Tim: I woke this morning with a feeling of gloom and some tingling in my left hand. I poured over the morning Covid headlines, thinking about our families in Ohio and New York. My 104-year-old gram is in a nursing home that’s under lockdown and it made my heart heavy. Suddenly I started to feel a tightness in my chest. I checked my pulse and my heart rate was elevated. I took a deep breath. No cough. I felt my forehead. No fever as far as I could tell. I stood up and the whole room started to spin. I couldn’t find A.J. so I headed down to our stateroom where I thought he was and the whole boat was spinning. All I could think of was that I was having a heart attack or maybe a stroke and the last place I wanted to hit the floor was below deck from where they’d have to drag me out. I stumbled back upstairs and within seconds A.J. was there, checking my pulse again and going through various paces to rule out heart attack and stroke possibilities. He grabbed a baggy of ice which I put on my wrists. It had an almost immediate calming effect. I realized then that I was having an anxiety attack. It’s hard to admit, but it just happened. I never saw it coming. It’s an awful, uncontrollable feeling. It passed after about a half-hour but the tingling in my hand stayed.
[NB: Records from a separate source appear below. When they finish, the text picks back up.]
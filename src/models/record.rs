use serde::{Deserialize, Deserializer, Serialize};

/// A patient health record as stored on the ledger.
///
/// Snapshots read from the ledger are never mutated by the pipeline; the
/// "before" and "after" of an update are two independent reads.
#[derive(Debug, Clone, Default, PartialEq, Eq, Serialize, Deserialize)]
#[serde(rename_all = "camelCase", default)]
pub struct HealthRecord {
    pub patient_id: String,
    pub name: String,
    #[serde(deserialize_with = "string_or_number")]
    pub age: String,
    pub gender: String,
    pub email: String,
    pub phone_number: String,
    pub diagnosis: String,
    pub treatment_plan: String,
    pub symptoms: String,
    pub medications: String,
    pub allergies: String,
    pub doctor_name: String,
    pub doctor_id: String,
}

impl HealthRecord {
    /// Value of one of the clinically tracked fields.
    pub fn tracked(&self, field: TrackedField) -> &str {
        match field {
            TrackedField::Diagnosis => &self.diagnosis,
            TrackedField::TreatmentPlan => &self.treatment_plan,
            TrackedField::Symptoms => &self.symptoms,
            TrackedField::Medications => &self.medications,
            TrackedField::Allergies => &self.allergies,
        }
    }
}

/// Input for creating a record. Only `patient_id`, `name` and
/// `phone_number` are mandatory.
#[derive(Debug, Clone, Default, Serialize, Deserialize)]
#[serde(rename_all = "camelCase", default)]
pub struct NewRecord {
    pub patient_id: String,
    pub name: String,
    #[serde(deserialize_with = "optional_age")]
    pub age: Option<u32>,
    pub gender: String,
    pub email: String,
    pub phone_number: String,
    pub diagnosis: String,
    pub treatment_plan: String,
    pub symptoms: String,
    pub medications: String,
    pub allergies: String,
    pub doctor_name: String,
    pub doctor_id: String,
}

impl NewRecord {
    /// Names of mandatory fields that are missing, in wire form.
    pub fn missing_required(&self) -> Vec<&'static str> {
        let mut missing = Vec::new();
        if self.patient_id.is_empty() {
            missing.push("patientId");
        }
        if self.name.is_empty() {
            missing.push("name");
        }
        if self.phone_number.is_empty() {
            missing.push("phoneNumber");
        }
        missing
    }

    /// Positional arguments for `CreateHealthRecord`, numeric fields stringified.
    pub fn ledger_args(&self) -> Vec<String> {
        vec![
            self.patient_id.clone(),
            self.name.clone(),
            self.age.map(|a| a.to_string()).unwrap_or_default(),
            self.gender.clone(),
            self.email.clone(),
            self.phone_number.clone(),
            self.diagnosis.clone(),
            self.treatment_plan.clone(),
            self.symptoms.clone(),
            self.medications.clone(),
            self.allergies.clone(),
            self.doctor_name.clone(),
            self.doctor_id.clone(),
        ]
    }

    /// The record as the ledger will hold it after a successful create.
    pub fn to_record(&self) -> HealthRecord {
        HealthRecord {
            patient_id: self.patient_id.clone(),
            name: self.name.clone(),
            age: self.age.map(|a| a.to_string()).unwrap_or_default(),
            gender: self.gender.clone(),
            email: self.email.clone(),
            phone_number: self.phone_number.clone(),
            diagnosis: self.diagnosis.clone(),
            treatment_plan: self.treatment_plan.clone(),
            symptoms: self.symptoms.clone(),
            medications: self.medications.clone(),
            allergies: self.allergies.clone(),
            doctor_name: self.doctor_name.clone(),
            doctor_id: self.doctor_id.clone(),
        }
    }
}

/// Partial update. `None` and empty strings both mean "keep the current value".
#[derive(Debug, Clone, Default, Serialize, Deserialize)]
#[serde(rename_all = "camelCase", default)]
pub struct RecordUpdate {
    pub patient_id: String,
    pub diagnosis: Option<String>,
    pub treatment_plan: Option<String>,
    pub symptoms: Option<String>,
    pub medications: Option<String>,
    pub allergies: Option<String>,
    pub doctor_name: Option<String>,
    pub doctor_id: Option<String>,
}

impl RecordUpdate {
    /// Positional arguments for `UpdateHealthRecord`, with omitted fields
    /// filled from `current`.
    pub fn merged_args(&self, current: &HealthRecord) -> Vec<String> {
        vec![
            self.patient_id.clone(),
            keep_or_replace(&self.diagnosis, &current.diagnosis),
            keep_or_replace(&self.treatment_plan, &current.treatment_plan),
            keep_or_replace(&self.symptoms, &current.symptoms),
            keep_or_replace(&self.medications, &current.medications),
            keep_or_replace(&self.allergies, &current.allergies),
            keep_or_replace(&self.doctor_name, &current.doctor_name),
            keep_or_replace(&self.doctor_id, &current.doctor_id),
        ]
    }
}

fn keep_or_replace(incoming: &Option<String>, current: &str) -> String {
    match incoming.as_deref() {
        Some(value) if !value.is_empty() => value.to_string(),
        _ => current.to_string(),
    }
}

/// Clinical fields watched by the change detector, in report order.
#[derive(Debug, Clone, Copy, PartialEq, Eq, Hash, Serialize, Deserialize)]
#[serde(rename_all = "camelCase")]
pub enum TrackedField {
    Diagnosis,
    TreatmentPlan,
    Symptoms,
    Medications,
    Allergies,
}

impl TrackedField {
    pub const ALL: [TrackedField; 5] = [
        TrackedField::Diagnosis,
        TrackedField::TreatmentPlan,
        TrackedField::Symptoms,
        TrackedField::Medications,
        TrackedField::Allergies,
    ];

    pub fn as_str(&self) -> &'static str {
        match self {
            Self::Diagnosis => "diagnosis",
            Self::TreatmentPlan => "treatmentPlan",
            Self::Symptoms => "symptoms",
            Self::Medications => "medications",
            Self::Allergies => "allergies",
        }
    }
}

impl std::fmt::Display for TrackedField {
    fn fmt(&self, f: &mut std::fmt::Formatter<'_>) -> std::fmt::Result {
        f.write_str(self.as_str())
    }
}

/// The ledger stores `age` as a string but older records carry a number.
fn string_or_number<'de, D>(deserializer: D) -> Result<String, D::Error>
where
    D: Deserializer<'de>,
{
    let value = serde_json::Value::deserialize(deserializer)?;
    Ok(match value {
        serde_json::Value::String(s) => s,
        serde_json::Value::Number(n) => n.to_string(),
        serde_json::Value::Null => String::new(),
        other => other.to_string(),
    })
}

/// Form clients send `age` as text. Accepts a number, a numeric string, or
/// an empty string / null for "not given".
fn optional_age<'de, D>(deserializer: D) -> Result<Option<u32>, D::Error>
where
    D: Deserializer<'de>,
{
    use serde::de::Error;

    match serde_json::Value::deserialize(deserializer)? {
        serde_json::Value::Null => Ok(None),
        serde_json::Value::Number(n) => n
            .as_u64()
            .and_then(|n| u32::try_from(n).ok())
            .map(Some)
            .ok_or_else(|| D::Error::custom(format!("invalid age: {n}"))),
        serde_json::Value::String(s) => {
            let s = s.trim();
            if s.is_empty() {
                return Ok(None);
            }
            s.parse::<u32>()
                .map(Some)
                .map_err(|_| D::Error::custom(format!("invalid age: {s:?}")))
        }
        other => Err(D::Error::custom(format!("invalid age: {other}"))),
    }
}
The Center for Disease Control has issued new guidelines recommending against holding any events or group gatherings of 50 or more people across the U.S. and notes that this guidance applies for at least the next eight weeks. A.J. and Bob423 will have to cancel the Going North presentation they have been working on which was scheduled to happen in four days. Bummer. And it’s feeling pretty clear to us that stricter recommendations or perhaps even mandates are inevitable.
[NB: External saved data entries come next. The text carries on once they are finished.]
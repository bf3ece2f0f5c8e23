//! Change detection between two snapshots of the same record.
//!
//! Only the clinical fields are compared; identity and contact fields never
//! appear in a change summary.

use serde::{Serialize, Serializer};

use crate::models::{HealthRecord, TrackedField};

/// Sentinel reported when no clinical field changed.
pub const MINOR_UPDATES: &str = "Minor updates";

/// Outcome of comparing two snapshots.
///
/// `MinorUpdates` is a distinct variant, so it can never be confused with a
/// field that happens to carry that name.
#[derive(Debug, Clone, PartialEq, Eq)]
pub enum ChangeSummary {
    Fields(Vec<TrackedField>),
    MinorUpdates,
}

impl ChangeSummary {
    pub fn is_minor(&self) -> bool {
        matches!(self, Self::MinorUpdates)
    }
}

impl std::fmt::Display for ChangeSummary {
    fn fmt(&self, f: &mut std::fmt::Formatter<'_>) -> std::fmt::Result {
        match self {
            Self::MinorUpdates => f.write_str(MINOR_UPDATES),
            Self::Fields(fields) => {
                let names: Vec<&str> = fields.iter().map(|field| field.as_str()).collect();
                f.write_str(&names.join(", "))
            }
        }
    }
}

/// Serialized in its display form, e.g. `"diagnosis, allergies"`.
impl Serialize for ChangeSummary {
    fn serialize<S: Serializer>(&self, serializer: S) -> Result<S::Ok, S::Error> {
        serializer.collect_str(self)
    }
}

pub fn diff(before: &HealthRecord, after: &HealthRecord) -> ChangeSummary {
    let changed: Vec<TrackedField> = TrackedField::ALL
        .into_iter()
        .filter(|field| before.tracked(*field) != after.tracked(*field))
        .collect();

    if changed.is_empty() {
        ChangeSummary::MinorUpdates
    } else {
        ChangeSummary::Fields(changed)
    }
}
pub mod artifact;
pub mod config;
pub mod diff;
pub mod directory;
pub mod error;
pub mod ledger;
pub mod models;
pub mod notify;
pub mod orchestrator;
pub mod roster;

use std::sync::Arc;

use tracing_subscriber::EnvFilter;

use crate::artifact::PdfArtifactGenerator;
use crate::config::AppConfig;
use crate::directory::{DoctorDirectory, SqliteDoctorDirectory};
use crate::error::ServiceError;
use crate::ledger::HttpLedgerGateway;
use crate::notify::NotificationDispatcher;
use crate::orchestrator::RecordOrchestrator;
use crate::roster::DoctorRoster;

/// Install the global fmt subscriber. `RUST_LOG` overrides the default filter.
pub fn init_tracing() {
    let _ = tracing_subscriber::fmt()
        .with_env_filter(
            EnvFilter::try_from_default_env()
                .unwrap_or_else(|_| EnvFilter::new(config::default_log_filter())),
        )
        .try_init();
}

/// The wired service graph handed to the transport layer.
pub struct Services {
    pub config: AppConfig,
    pub records: RecordOrchestrator,
    pub roster: DoctorRoster,
}

impl Services {
    /// Build every collaborator once. Notification transports are chosen
    /// here and stay fixed for the process lifetime.
    pub fn from_config(config: AppConfig) -> Result<Self, ServiceError> {
        tracing::info!(
            "{} starting v{} ({:?})",
            config::APP_NAME,
            config::APP_VERSION,
            config.mode
        );

        let ledger = HttpLedgerGateway::new(config.ledger.clone())?;
        tracing::info!(
            identity = ledger.identity(),
            channel = config.ledger.channel.as_str(),
            "Ledger gateway configured"
        );

        let directory: Arc<dyn DoctorDirectory> =
            Arc::new(SqliteDoctorDirectory::open(&config.doctor_db)?);
        let notifier = NotificationDispatcher::from_config(&config);
        let artifacts = PdfArtifactGenerator::new(Arc::clone(&directory), &config.artifacts);

        let records = RecordOrchestrator::new(
            Arc::new(ledger),
            Arc::new(artifacts),
            notifier.clone(),
            config.ledger.timeout,
        );
        let roster = DoctorRoster::new(directory, notifier.sms().clone());

        Ok(Self {
            config,
            records,
            roster,
        })
    }
}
The three of us needed to pick up our spirits, (Jasper was feeling our energy) so A.J. suggested a late morning Whaler ride. We got Jasper in his lifejacket and headed out. We were barely off the dock when our friend John came off of his boat and asked if A.J. wanted to take a ride on the Hampton to Marathon (click here to see Part 2 of this series for context) as its owners were about to head out and they had invited him to come along. When we had first discussed the possibility of this happening I said I’d drive to pick them up and I was still game for that. So we returned to the dock and just after noon, John, Carolyn, and A.J. were on their way for a sea-trial of sorts.
I spent the next few hours before my drive to Marathon catching up with my mom, who is really sick but slowly coming out of it. My sister was diagnosed with pneumonia and is on the mend now as well. I got updates about my older brother who has been sick for about five days. I can’t help but wonder if they all had/have it.
A.J.: It’s forty nautical miles from Stock Island Marina Village to Faro Blanco Marina which we expected would take around three hours. It’s always exciting to go out on a new boat and, as we’ve been fans of this particular yacht, it was a real treat to not only get to see how it performed, but to see it through our friends’ eyes as they decided if it might be something they’d really consider. And it was sure to be a great distraction from the rapidly devolving state of things with the coronavirus. It’s getting harder and harder, psychologically at least, to feel good about doing “normal” things even though there was really no reason to feel that way. We questioned whether it was sane for anyone to even be contemplating the purchase of a new boat given how uncertain everything was now feeling. But we stuck with the plan and headed out of the harbor, passing Tim as he watched our departure from OLOH.



We had a spectacular ride up the Hawk Channel off the coast of the southernmost keys to Marathon with John taking it all in from the helm for most of our cruise. Despite the forces at play, we managed to really enjoy ourselves and allow a good deal of our stress to wash away in our wake.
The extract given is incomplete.